Aim of the task:
Using the data below, work out how many of its lines contain "filename", and give that number with nothing added.

Information shown:
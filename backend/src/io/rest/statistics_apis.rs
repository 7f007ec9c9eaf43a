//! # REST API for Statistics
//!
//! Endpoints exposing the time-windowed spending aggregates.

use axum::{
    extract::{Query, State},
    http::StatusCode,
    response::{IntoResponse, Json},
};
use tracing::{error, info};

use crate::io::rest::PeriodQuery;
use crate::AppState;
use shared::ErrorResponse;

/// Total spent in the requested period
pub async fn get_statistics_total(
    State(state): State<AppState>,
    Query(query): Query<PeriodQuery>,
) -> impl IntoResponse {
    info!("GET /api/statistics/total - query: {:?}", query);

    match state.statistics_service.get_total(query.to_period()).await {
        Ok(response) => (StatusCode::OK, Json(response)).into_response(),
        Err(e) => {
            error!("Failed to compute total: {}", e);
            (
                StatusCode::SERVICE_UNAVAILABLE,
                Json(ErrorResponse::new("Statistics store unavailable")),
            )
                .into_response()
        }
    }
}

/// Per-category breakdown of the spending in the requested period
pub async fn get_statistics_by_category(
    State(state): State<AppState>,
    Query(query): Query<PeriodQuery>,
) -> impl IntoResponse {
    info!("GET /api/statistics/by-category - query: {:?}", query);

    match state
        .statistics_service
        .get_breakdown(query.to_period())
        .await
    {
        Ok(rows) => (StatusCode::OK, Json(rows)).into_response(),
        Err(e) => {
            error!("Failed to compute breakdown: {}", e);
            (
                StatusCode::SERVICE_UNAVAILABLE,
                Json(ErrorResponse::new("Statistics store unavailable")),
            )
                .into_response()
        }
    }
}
...
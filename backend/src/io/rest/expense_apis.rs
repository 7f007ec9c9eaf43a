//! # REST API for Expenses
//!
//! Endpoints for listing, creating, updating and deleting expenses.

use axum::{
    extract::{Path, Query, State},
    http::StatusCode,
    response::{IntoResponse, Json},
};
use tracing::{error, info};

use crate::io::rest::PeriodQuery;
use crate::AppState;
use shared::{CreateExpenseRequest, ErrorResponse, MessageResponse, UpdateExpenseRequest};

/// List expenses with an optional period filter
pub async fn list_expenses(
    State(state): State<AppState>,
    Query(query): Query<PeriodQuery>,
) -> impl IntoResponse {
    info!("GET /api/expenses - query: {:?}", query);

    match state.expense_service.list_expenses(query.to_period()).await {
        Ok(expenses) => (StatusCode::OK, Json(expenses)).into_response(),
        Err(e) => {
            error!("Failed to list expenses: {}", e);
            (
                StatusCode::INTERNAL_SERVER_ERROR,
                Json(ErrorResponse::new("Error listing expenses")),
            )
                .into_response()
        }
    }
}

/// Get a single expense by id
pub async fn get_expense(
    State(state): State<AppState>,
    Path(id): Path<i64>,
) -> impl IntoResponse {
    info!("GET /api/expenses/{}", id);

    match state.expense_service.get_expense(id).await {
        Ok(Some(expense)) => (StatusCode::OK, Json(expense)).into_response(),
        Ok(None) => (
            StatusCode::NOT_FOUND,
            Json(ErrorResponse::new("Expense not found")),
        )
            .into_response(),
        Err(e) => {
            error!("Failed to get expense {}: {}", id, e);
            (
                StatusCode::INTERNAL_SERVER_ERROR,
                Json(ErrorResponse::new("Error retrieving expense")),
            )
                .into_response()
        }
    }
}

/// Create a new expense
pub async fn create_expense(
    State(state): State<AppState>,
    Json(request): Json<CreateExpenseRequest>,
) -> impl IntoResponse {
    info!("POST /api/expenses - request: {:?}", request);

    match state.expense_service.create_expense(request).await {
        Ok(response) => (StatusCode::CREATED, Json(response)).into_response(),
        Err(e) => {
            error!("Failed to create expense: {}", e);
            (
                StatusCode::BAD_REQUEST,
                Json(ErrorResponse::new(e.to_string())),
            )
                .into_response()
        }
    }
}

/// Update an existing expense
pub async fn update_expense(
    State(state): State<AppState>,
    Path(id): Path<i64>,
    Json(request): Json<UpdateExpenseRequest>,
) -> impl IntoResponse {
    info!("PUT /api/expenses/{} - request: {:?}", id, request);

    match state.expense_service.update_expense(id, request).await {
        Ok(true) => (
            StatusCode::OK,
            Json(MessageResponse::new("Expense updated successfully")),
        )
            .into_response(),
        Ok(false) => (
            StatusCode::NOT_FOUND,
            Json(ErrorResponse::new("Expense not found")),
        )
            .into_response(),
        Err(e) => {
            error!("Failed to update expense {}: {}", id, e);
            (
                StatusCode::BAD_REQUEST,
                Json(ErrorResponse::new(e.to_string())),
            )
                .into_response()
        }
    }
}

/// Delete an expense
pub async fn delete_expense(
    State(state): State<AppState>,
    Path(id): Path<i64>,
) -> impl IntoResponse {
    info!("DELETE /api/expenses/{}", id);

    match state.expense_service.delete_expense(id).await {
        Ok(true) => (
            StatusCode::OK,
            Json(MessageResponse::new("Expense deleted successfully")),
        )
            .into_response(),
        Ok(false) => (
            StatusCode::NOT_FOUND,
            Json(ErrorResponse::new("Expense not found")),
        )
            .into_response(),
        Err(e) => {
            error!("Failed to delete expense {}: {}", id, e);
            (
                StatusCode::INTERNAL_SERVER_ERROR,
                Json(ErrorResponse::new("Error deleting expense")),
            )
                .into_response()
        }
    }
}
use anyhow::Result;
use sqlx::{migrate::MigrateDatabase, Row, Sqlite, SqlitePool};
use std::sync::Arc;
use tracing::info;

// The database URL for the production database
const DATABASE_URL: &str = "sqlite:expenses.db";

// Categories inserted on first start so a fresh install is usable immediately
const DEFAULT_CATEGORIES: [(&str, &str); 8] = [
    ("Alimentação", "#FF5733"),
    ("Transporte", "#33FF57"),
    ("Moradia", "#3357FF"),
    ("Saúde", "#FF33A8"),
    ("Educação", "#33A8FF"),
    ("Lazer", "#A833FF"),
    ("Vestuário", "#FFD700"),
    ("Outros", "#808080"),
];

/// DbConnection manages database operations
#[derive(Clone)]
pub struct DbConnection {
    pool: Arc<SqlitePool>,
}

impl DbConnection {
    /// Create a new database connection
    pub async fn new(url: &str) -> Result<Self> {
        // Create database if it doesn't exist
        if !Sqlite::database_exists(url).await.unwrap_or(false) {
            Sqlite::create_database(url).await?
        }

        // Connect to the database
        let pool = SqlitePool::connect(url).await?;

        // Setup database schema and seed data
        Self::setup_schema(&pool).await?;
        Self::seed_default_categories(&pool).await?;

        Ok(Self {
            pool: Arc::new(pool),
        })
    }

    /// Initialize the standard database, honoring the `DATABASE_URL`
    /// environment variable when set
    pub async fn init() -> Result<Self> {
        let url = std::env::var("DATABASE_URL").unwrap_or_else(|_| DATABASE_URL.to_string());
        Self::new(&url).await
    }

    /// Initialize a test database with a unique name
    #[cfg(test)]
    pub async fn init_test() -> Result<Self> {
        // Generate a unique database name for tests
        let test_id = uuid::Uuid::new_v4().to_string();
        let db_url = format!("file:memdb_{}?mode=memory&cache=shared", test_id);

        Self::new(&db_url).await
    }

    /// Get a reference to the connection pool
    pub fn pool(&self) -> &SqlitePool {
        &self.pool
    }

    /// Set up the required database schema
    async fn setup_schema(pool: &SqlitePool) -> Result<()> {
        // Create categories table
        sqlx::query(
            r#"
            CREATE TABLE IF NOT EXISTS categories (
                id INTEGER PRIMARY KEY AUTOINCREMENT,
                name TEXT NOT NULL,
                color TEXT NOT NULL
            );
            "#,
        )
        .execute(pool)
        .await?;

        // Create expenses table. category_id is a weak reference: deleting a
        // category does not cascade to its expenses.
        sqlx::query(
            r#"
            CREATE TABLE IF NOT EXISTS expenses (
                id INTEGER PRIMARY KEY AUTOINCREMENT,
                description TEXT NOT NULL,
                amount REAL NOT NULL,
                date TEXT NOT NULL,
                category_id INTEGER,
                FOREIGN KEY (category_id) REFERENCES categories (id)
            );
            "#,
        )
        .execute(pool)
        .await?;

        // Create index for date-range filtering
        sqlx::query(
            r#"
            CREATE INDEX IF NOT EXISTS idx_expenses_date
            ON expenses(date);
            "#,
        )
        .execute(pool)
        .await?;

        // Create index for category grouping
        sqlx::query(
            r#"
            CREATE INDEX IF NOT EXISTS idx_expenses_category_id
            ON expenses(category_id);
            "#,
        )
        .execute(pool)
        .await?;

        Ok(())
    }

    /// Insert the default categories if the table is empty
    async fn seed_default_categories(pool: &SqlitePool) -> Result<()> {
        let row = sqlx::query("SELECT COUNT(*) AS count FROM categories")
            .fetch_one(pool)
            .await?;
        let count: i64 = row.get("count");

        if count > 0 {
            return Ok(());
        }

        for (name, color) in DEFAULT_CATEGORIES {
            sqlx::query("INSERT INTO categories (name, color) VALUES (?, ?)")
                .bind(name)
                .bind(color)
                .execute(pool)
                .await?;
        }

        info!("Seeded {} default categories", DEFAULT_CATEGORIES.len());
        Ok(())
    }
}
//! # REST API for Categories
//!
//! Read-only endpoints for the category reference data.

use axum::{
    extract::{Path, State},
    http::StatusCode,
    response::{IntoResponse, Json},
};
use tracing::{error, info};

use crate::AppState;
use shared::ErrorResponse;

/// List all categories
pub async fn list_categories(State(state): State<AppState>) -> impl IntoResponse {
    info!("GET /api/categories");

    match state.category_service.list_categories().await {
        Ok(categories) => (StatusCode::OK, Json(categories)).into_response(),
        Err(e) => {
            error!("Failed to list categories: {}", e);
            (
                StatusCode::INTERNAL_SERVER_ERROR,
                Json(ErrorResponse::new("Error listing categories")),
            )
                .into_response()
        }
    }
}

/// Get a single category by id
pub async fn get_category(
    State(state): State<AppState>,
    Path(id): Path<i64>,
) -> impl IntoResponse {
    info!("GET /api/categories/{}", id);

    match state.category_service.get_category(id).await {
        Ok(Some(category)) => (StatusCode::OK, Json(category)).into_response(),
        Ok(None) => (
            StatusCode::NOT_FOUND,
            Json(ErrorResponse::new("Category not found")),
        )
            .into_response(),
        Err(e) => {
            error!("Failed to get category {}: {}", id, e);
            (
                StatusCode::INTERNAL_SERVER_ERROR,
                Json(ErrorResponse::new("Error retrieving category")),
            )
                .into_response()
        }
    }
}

Expected answer:
2